0 Members and 1 Guest are viewing this topic.
no one really knows why a particular atom decays !!
Can someone tell me what controls the instability in atoms of certain isotopes? Is the activity internal or externally stimulate For?I have a watch made by luminex which had a tritium activator of the zinc sulphide and which gives me as much light as I need to read at nightThe light will reduce as the half life of 11 year ish of tritium decays.Something causes the unstable activity in a constant unchanging rate. WHAT?
Fascinated to see that no one really knows why a particular atom decays !!
Can someone tell me what controls the instability in atoms of certain isotopes?
a nucleus with too many neutrons will be unstable
One way of looking at the energy of the nucleus is to view it as having shells similar to the electrons in an atom. When you fill one shell, you start filling the next shell. The protons have one set of shells, and the neutrons have their own set of shells.When you have too many neutrons in the atom, they start to fill higher shells while leaving lower proton shells empty. You can actually release energy by expelling an electron=beta particle (and a neutrino), converting a neutron into a proton, which can then fall into a lower shell, releasing energy in the form of a gamma ray.

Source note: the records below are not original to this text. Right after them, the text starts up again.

use anyhow::{Context, Result};
use serde::Serialize;
use tiny_http::{Header, Method, Response, Server};
use url::Url;

use crate::auth::{self, AuthCallbacks, AuthError, AuthResult, CallbackExchanger, CallbackQuery};
use crate::config::StrategyConfig;
use crate::provider::google::CALLBACK_PATH;
use crate::transport::HttpTransport;

/// Response produced for one inbound request.
#[derive(Debug, Clone, PartialEq, Eq)]
pub struct Reply {
    pub status: u16,
    pub headers: Vec<(&'static str, String)>,
    pub body: String,
    /// Set once a callback has been fully handled.
    pub completed_callback: bool,
}

impl Reply {
    fn text(status: u16, body: &str) -> Self {
        Self {
            status,
            headers: vec![("Content-Type", "text/plain; charset=utf-8".to_string())],
            body: body.to_string(),
            completed_callback: false,
        }
    }

    fn json<S: Serialize>(status: u16, value: &S) -> Self {
        match serde_json::to_string_pretty(value) {
            Ok(body) => Self {
                status,
                headers: vec![("Content-Type", "application/json".to_string())],
                body,
                completed_callback: true,
            },
            Err(e) => {
                tracing::error!(error = %e, "failed to serialize callback outcome");
                Self {
                    completed_callback: true,
                    ..Self::text(500, "Failed to serialize authentication outcome")
                }
            }
        }
    }

    fn into_response(self) -> Response<std::io::Cursor<Vec<u8>>> {
        let mut response = Response::from_string(self.body).with_status_code(self.status);
        for (name, value) in self.headers {
            if let Ok(header) = Header::from_bytes(name.as_bytes(), value.as_bytes()) {
                response.add_header(header);
            }
        }
        response
    }
}

/// Turns the strategy outcome into the HTTP reply.
#[derive(Default)]
struct ReplyCollector {
    reply: Option<Reply>,
}

impl AuthCallbacks for ReplyCollector {
    fn on_success(&mut self, result: AuthResult) {
        self.reply = Some(Reply::json(200, &result));
    }

    fn on_error(&mut self, error: AuthError) {
        self.reply = Some(Reply::json(400, &error));
    }
}

/// Mounts the strategy at the path of its strategy URL:
/// `<path>` redirects, `<path>oauth2callback` handles the provider callback.
pub struct Host<'a, T: HttpTransport + ?Sized> {
    config: &'a StrategyConfig,
    transport: &'a T,
    strategy_path: String,
}

impl<'a, T: HttpTransport + ?Sized> Host<'a, T> {
    pub fn new(config: &'a StrategyConfig, transport: &'a T, strategy_url: &str) -> Result<Self> {
        let url = Url::parse(strategy_url)
            .with_context(|| format!("Invalid strategy URL '{}'", strategy_url))?;
        let mut strategy_path = url.path().to_string();
        if !strategy_path.ends_with('/') {
            strategy_path.push('/');
        }

        Ok(Self {
            config,
            transport,
            strategy_path,
        })
    }

    pub fn strategy_path(&self) -> &str {
        &self.strategy_path
    }

    pub fn route(&self, method: &Method, request_url: &str) -> Reply {
        let parsed = match Url::parse(&format!("http://localhost{}", request_url)) {
            Ok(parsed) => parsed,
            Err(_) => return Reply::text(400, "Malformed request URL"),
        };

        let path = parsed.path();
        let is_request = path == self.strategy_path
            || path == self.strategy_path.trim_end_matches('/');
        let is_callback = path == format!("{}{}", self.strategy_path, CALLBACK_PATH);

        if !is_request && !is_callback {
            return Reply::text(404, "Not found");
        }
        if *method != Method::Get {
            return Reply::text(405, "Method not allowed");
        }

        if is_request {
            return match auth::redirect(self.config) {
                Ok(redirect) => Reply {
                    status: redirect.status,
                    headers: vec![("Location", redirect.location.to_string())],
                    body: String::new(),
                    completed_callback: false,
                },
                Err(e) => {
                    tracing::error!(error = %e, "could not build authorization URL");
                    Reply::text(500, "Strategy is misconfigured")
                }
            };
        }

        let query: CallbackQuery = parsed.query_pairs().into_owned().collect();
        let mut collector = ReplyCollector::default();
        CallbackExchanger::new(self.config, self.transport).run(&query, &mut collector);

        collector
            .reply
            .unwrap_or_else(|| Reply::text(500, "No authentication outcome"))
    }
}

/// Serves requests one at a time until the listener closes, or after the
/// first handled callback when `once` is set.
pub fn run<T: HttpTransport + ?Sized>(server: &Server, host: &Host<'_, T>, once: bool) -> Result<()> {
    for request in server.incoming_requests() {
        let reply = host.route(request.method(), request.url());
        let completed = reply.completed_callback;

        tracing::debug!(
            method = %request.method(),
            path = %request.url().split('?').next().unwrap_or_default(),
            status = reply.status,
            "handled request"
        );

        if let Err(e) = request.respond(reply.into_response()) {
            tracing::warn!(error = %e, "failed to write response");
        }

        if once && completed {
            break;
        }
    }

    Ok(())
}

#[cfg(test)]
mod tests {
    use super::*;
    use crate::transport::ReqwestTransport;

    fn config() -> StrategyConfig {
        let mut config = StrategyConfig::new("client-123", "secret");
        config.state = Some("opaque".to_string());
        config.apply_defaults("http://localhost:8484/google/");
        config
    }

    #[test]
    fn strategy_path_gets_trailing_slash() {
        let config = config();
        let transport = ReqwestTransport::new();
        let host = Host::new(&config, &transport, "http://localhost:8484/auth/google").unwrap();
        assert_eq!(host.strategy_path(), "/auth/google/");
    }

    #[test]
    fn request_path_redirects_to_provider() {
        let config = config();
        let transport = ReqwestTransport::new();
        let host = Host::new(&config, &transport, "http://localhost:8484/google/").unwrap();

        for path in ["/google/", "/google"] {
            let reply = host.route(&Method::Get, path);
            assert_eq!(reply.status, 302);
            assert!(!reply.completed_callback);

            let location = &reply
                .headers
                .iter()
                .find(|(name, _)| *name == "Location")
                .unwrap()
                .1;
            let url = Url::parse(location).unwrap();
            let pairs: CallbackQuery = url.query_pairs().into_owned().collect();
            assert_eq!(pairs["client_id"], "client-123");
            assert_eq!(pairs["state"], "opaque");
            assert_eq!(
                pairs["redirect_uri"],
                "http://localhost:8484/google/oauth2callback"
            );
        }
    }

    #[test]
    fn callback_without_code_answers_with_error_json() {
        let config = config();
        let transport = ReqwestTransport::new();
        let host = Host::new(&config, &transport, "http://localhost:8484/google/").unwrap();

        let reply = host.route(&Method::Get, "/google/oauth2callback?error=access_denied");
        assert_eq!(reply.status, 400);
        assert!(reply.completed_callback);

        let body: serde_json::Value = serde_json::from_str(&reply.body).unwrap();
        assert_eq!(body["code"], "oauth2callback_error");
        assert_eq!(body["raw"]["error"], "access_denied");
    }

    #[test]
    fn unknown_paths_and_methods_are_rejected() {
        let config = config();
        let transport = ReqwestTransport::new();
        let host = Host::new(&config, &transport, "http://localhost:8484/google/").unwrap();

        assert_eq!(host.route(&Method::Get, "/favicon.ico").status, 404);
        assert_eq!(host.route(&Method::Post, "/google/").status, 405);
    }
}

Why are you so concerned about energy when this is about stability?
Quote from: PmbPhyWhy are you so concerned about energy when this is about stability?If the proton & neutron shells are full to a similar extent, then it takes energy to convert of neutron to a proton. Since these large quantities of energy are not readily available within the nucleus, the nucleus will be stable.To a large extent, the stability of an atom is determined by Energy considerations:If a nucleus is in the lowest energy state, and all surrounding states have a higher energy, that nucleus will be stable.If there is an adjacent, reachable state with a lower energy, the atom is likely to decay into that state, at a rate determined by the energy in the environment, and the size of the quantum well blocking the transition.